The Drive

The drive is a simple black box, since there are no mechanical parts of the disk that need to be isolated from the environment the drive’s electronics are contained entirely within the drive’s casing.

Six screws hold the drive together, removing them gives us access to the sole PCB that in this case is the drive itself.

On the drive we have a total of 16 Samsung SLC NAND Flash chips, each one 8GB in size.

The front of the PCB is home to half of the Flash, a 128Mb (16MB) Hynix 166MHz SDRAM chip, an ARM7 microcontroller and an Altera Cyclone II FPGA. There's also a single capacitor on board to keep the SDRAM device charged.


The Altera Cyclone II FPGA, it can do anything you program it to do


16MB of Hynix 166MHz SDRAM buffers transfers


ARM7 at your disposal, oh and a capacitor

The back of the PCB holds the rest of the Flash and a Marvell PATA to SATA bridge.

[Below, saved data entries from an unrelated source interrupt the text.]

//! Controlled inventory item form.

use contracts::domain::inventory::{InventoryItemDraft, STATUS_IN_USE};
use leptos::prelude::*;

use crate::domain::inventory_items::ui::list::STATUSES;
use crate::shared::components::ui::{DateInput, ImagePicker, Input, Select, Textarea};

#[component]
pub fn InventoryItemForm(
    #[prop(into)] draft: Signal<InventoryItemDraft>,
    on_change: Callback<InventoryItemDraft>,
    #[prop(into)] categories: Signal<Vec<(String, String)>>,
    #[prop(into)] preview: Signal<Option<String>>,
    on_file: Callback<Option<web_sys::File>>,
) -> impl IntoView {
    macro_rules! field {
        ($name:ident) => {
            Signal::derive(move || draft.with(|d| d.$name.clone()))
        };
    }
    macro_rules! bind {
        ($name:ident) => {
            Callback::new(move |value: String| {
                let mut fields = draft.get_untracked();
                fields.$name = value;
                on_change.run(fields);
            })
        };
    }

    let status_options = Signal::derive(|| {
        STATUSES
            .iter()
            .map(|s| (s.to_string(), s.to_string()))
            .collect::<Vec<_>>()
    });
    let in_use = Signal::derive(move || draft.with(|d| d.status == STATUS_IN_USE));

    view! {
        <div class="form__grid">
            <Input label="Name" required=true value=field!(name) on_input=bind!(name) />
            <Select
                label="Category"
                required=true
                value=field!(category)
                on_change=bind!(category)
                options=categories
                placeholder="Select a category"
            />
            <Input label="Brand" required=true value=field!(brand) on_input=bind!(brand) />
            <Input label="Model" value=field!(model) on_input=bind!(model) />
            <Input
                label="Serial Number"
                required=true
                value=field!(serial_number)
                on_input=bind!(serial_number)
            />
            <DateInput
                label="Purchase Date"
                value=field!(purchase_date)
                on_change=bind!(purchase_date)
            />
            <DateInput
                label="Warranty Expiry Date"
                value=field!(warranty_expiry_date)
                on_change=bind!(warranty_expiry_date)
            />
            <Select
                label="Status"
                required=true
                value=field!(status)
                on_change=bind!(status)
                options=status_options
            />
            // Required marker follows the status field.
            {move || {
                let required = in_use.get();
                view! {
                    <Input
                        label="Assigned To"
                        required=required
                        value=field!(assigned_to)
                        on_input=bind!(assigned_to)
                    />
                }
            }}
            <DateInput
                label="Assigned Date"
                value=field!(assigned_date)
                on_change=bind!(assigned_date)
            />
            <Textarea label="Note" value=field!(note) on_input=bind!(note) />
            <ImagePicker
                label="Image"
                preview=preview
                current_url=field!(image_url)
                on_file=on_file
            />
        </div>
    }
}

Lost in translation, this chip converts the drive's internal PATA interface to an external SATA interface so we can use nifty cables

Judging by the chips on the PCB we can already see two areas of inefficiency: the drive isn't a native SATA device and it uses a FPGA instead of a custom IC for some functions. Lately Intel has been talking about its upcoming SSDs and how their controllers will give them the performance edge, these are both examples of places where Intel could innovate.

Despite a vastly different interior, the Memoright SSD appears just as any other hard drive to your computer - the MacBook Pro is no different.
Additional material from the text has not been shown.